Cada una de estas fases implica más de un año de trabajo con la persona por lo que recibe el nombre de ciclo plurianual. El ciclo plurianual puede dividirse en uno o más ciclos anuales.

 
Tras una etapa de iniciación, entrenando en escalada, nos centraremos en la tecnificación de una u otra modalidad 

Ciclo anual

Como su nombre indica, el ciclo anual es aquel que engloba el período de tiempo correspondiente a un año. En muchos casos equivale a lo que las organizaciones deportivas califican como temporada, si bien puede no coincidir a nivel de calendario con los años naturales de doce meses de enero a diciembre.

El objetivo de la planificación en el ciclo anual es la organización del trabajo a lo largo de doce meses para la consecución de un estado de mejora del rendimiento, coincidiendo habitualmente con el tiempo comprendido entre el final de una temporada y la terminación de la siguiente.

Macrociclo

La distribución de objetivos de rendimiento a lo largo del año permite dividirlo en uno o más ciclos de trabajo, cada uno de ellos atendiendo al acento que en la planificación se le dé. Estos ciclos son los denominados macrociclos.

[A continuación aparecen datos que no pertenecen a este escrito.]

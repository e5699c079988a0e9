//! HTTP request handlers.

use super::{ApiError, AppState};
use crate::auth::PIN_HEADER;
use crate::codec;
use crate::db::{Reading, WindowStats};

use axum::{
    extract::{Query, Request, State},
    http::StatusCode,
    middleware::Next,
    response::{IntoResponse, Json, Response},
};
use chrono::{DateTime, Duration as ChronoDuration, Utc};
use serde::{Deserialize, Serialize};
use serde_json::{json, Value};

// ============================================================================
// Access gate
// ============================================================================

#[derive(Debug, Deserialize)]
pub struct PinQuery {
    pub pin: Option<String>,
}

/// Pin-gate middleware for the reading routes.
///
/// The credential may arrive in the `x-dashboard-pin` header or the `pin`
/// query parameter; the header wins when both are present.
pub async fn require_pin(
    State(state): State<AppState>,
    Query(query): Query<PinQuery>,
    request: Request,
    next: Next,
) -> Result<Response, ApiError> {
    let header_pin = request
        .headers()
        .get(PIN_HEADER)
        .and_then(|v| v.to_str().ok());
    let presented = header_pin.or(query.pin.as_deref());

    if state.auth.authorize(presented) {
        Ok(next.run(request).await)
    } else {
        Err(ApiError::Unauthorized)
    }
}

// ============================================================================
// Health
// ============================================================================

#[derive(Debug, Serialize)]
pub struct HealthResponse {
    pub status: &'static str,
    #[serde(rename = "authEnabled")]
    pub auth_enabled: bool,
}

pub async fn handle_health(State(state): State<AppState>) -> impl IntoResponse {
    Json(HealthResponse {
        status: "ok",
        auth_enabled: state.auth.is_enabled(),
    })
}

// ============================================================================
// API: Readings
// ============================================================================

pub async fn handle_add_reading(
    State(state): State<AppState>,
    Json(payload): Json<Value>,
) -> Result<impl IntoResponse, ApiError> {
    let reading = codec::decode_reading(&payload)?;
    let id = state.store.add_reading(&reading, Utc::now())?;
    tracing::debug!(id, "stored reading");
    Ok((StatusCode::CREATED, Json(json!({ "id": id }))))
}

pub async fn handle_latest_reading(State(state): State<AppState>) -> Result<Response, ApiError> {
    // An empty store answers with an empty object, not an error.
    match state.store.latest_reading()? {
        Some(reading) => Ok(Json(reading).into_response()),
        None => Ok(Json(json!({})).into_response()),
    }
}

#[derive(Debug, Deserialize)]
pub struct WindowQuery {
    pub hours: Option<f64>,
}

pub async fn handle_reading_window(
    State(state): State<AppState>,
    Query(query): Query<WindowQuery>,
) -> Result<Json<Vec<Reading>>, ApiError> {
    let cutoff = window_cutoff(&query, Utc::now())?;
    Ok(Json(state.store.readings_since(cutoff)?))
}

pub async fn handle_window_stats(
    State(state): State<AppState>,
    Query(query): Query<WindowQuery>,
) -> Result<Json<WindowStats>, ApiError> {
    let cutoff = window_cutoff(&query, Utc::now())?;
    Ok(Json(state.store.window_stats(cutoff)?))
}

/// Resolve the `hours` parameter into an absolute cutoff so the window
/// and stats endpoints share one inclusion rule.
fn window_cutoff(query: &WindowQuery, now: DateTime<Utc>) -> Result<DateTime<Utc>, ApiError> {
    let hours = query
        .hours
        .ok_or_else(|| ApiError::Validation("hours query parameter is required".to_string()))?;
    if !hours.is_finite() || hours <= 0.0 {
        return Err(ApiError::Validation("hours must be a positive number".to_string()));
    }

    let span = ChronoDuration::milliseconds((hours * 3_600_000.0) as i64);
    // A span reaching past representable time means "all history".
    Ok(now.checked_sub_signed(span).unwrap_or(DateTime::<Utc>::MIN_UTC))
}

Cuando el deportista requiere el máximo rendimiento en un único momento del año, que puede ser una competición destacada o las pocas semanas de sus vacaciones, se hace necesario plantear el trabajo en base a un único macrociclo. Si los intereses se centran en dos momentos claramente distintos, como el calendario de competiciones estatales y las últimas competiciones de copa del mundo, entonces es imprescindible trazar una estrategia en base a dos macrociclos. Análogamente, si de lo que se trata es de rendir al mayor nivel posible en cada una de las vacaciones escolares de Navidades, Semana Santa o verano, entonces lo correcto es estructurar el año en base a tres macrociclos. Hasta cuatro macrociclos podrían ser definidos en un mismo ciclo anual, aunque, salvo para profesionales, por su brevedad será difícil que se disponga de los recursos necesarios para que sean fructíferos.

La extensión de cada uno de los posibles macrociclos en los que se plantee el año no necesariamente ha de ser la misma. Puesto que la determinación y categorización de los objetivos es lo que realmente es primordial, el calendario resultante de objetivos orientará hacia la determinación del número y los momentos de inicio de cada macrociclo.

A pesar de que resulten macrociclos distintos en extensión, en objetivos de resultados o en número a lo largo de temporadas similares, la estructura de cada uno de ellos puede ser similar y basarse en la lógica progresión que la mejora del rendimiento exige, puesto que en cada uno de ellos se persigue algo parecido: rendir al máximo dentro de las posibilidades. Que la estructura pueda ser parecida no implica, sin embargo, que el diseño del trabajo sea igual.

Cada uno de los macrociclos debe contener una parte importante, mayoritaria en tiempo, dedicada a la preparación del deportista buscando su aumento de nivel; es el período preparatorio. También otra parte, no tan extensa, en la que las cargas aumentan y disminuye el volumen de trabajo, enfocada claramente a posibilitar el máximo rendimiento durante el macrociclo, al que se denomina período competitivo. Debe además plantearse una parte destinada a la recuperación (de sobreentrenamientos, de lesiones) antes de abordar un nuevo macrociclo, pudiendo prescindirse de ello en alguno de los macrociclos cuando el año está dividido en varios; se le llama habitualmente período de transición.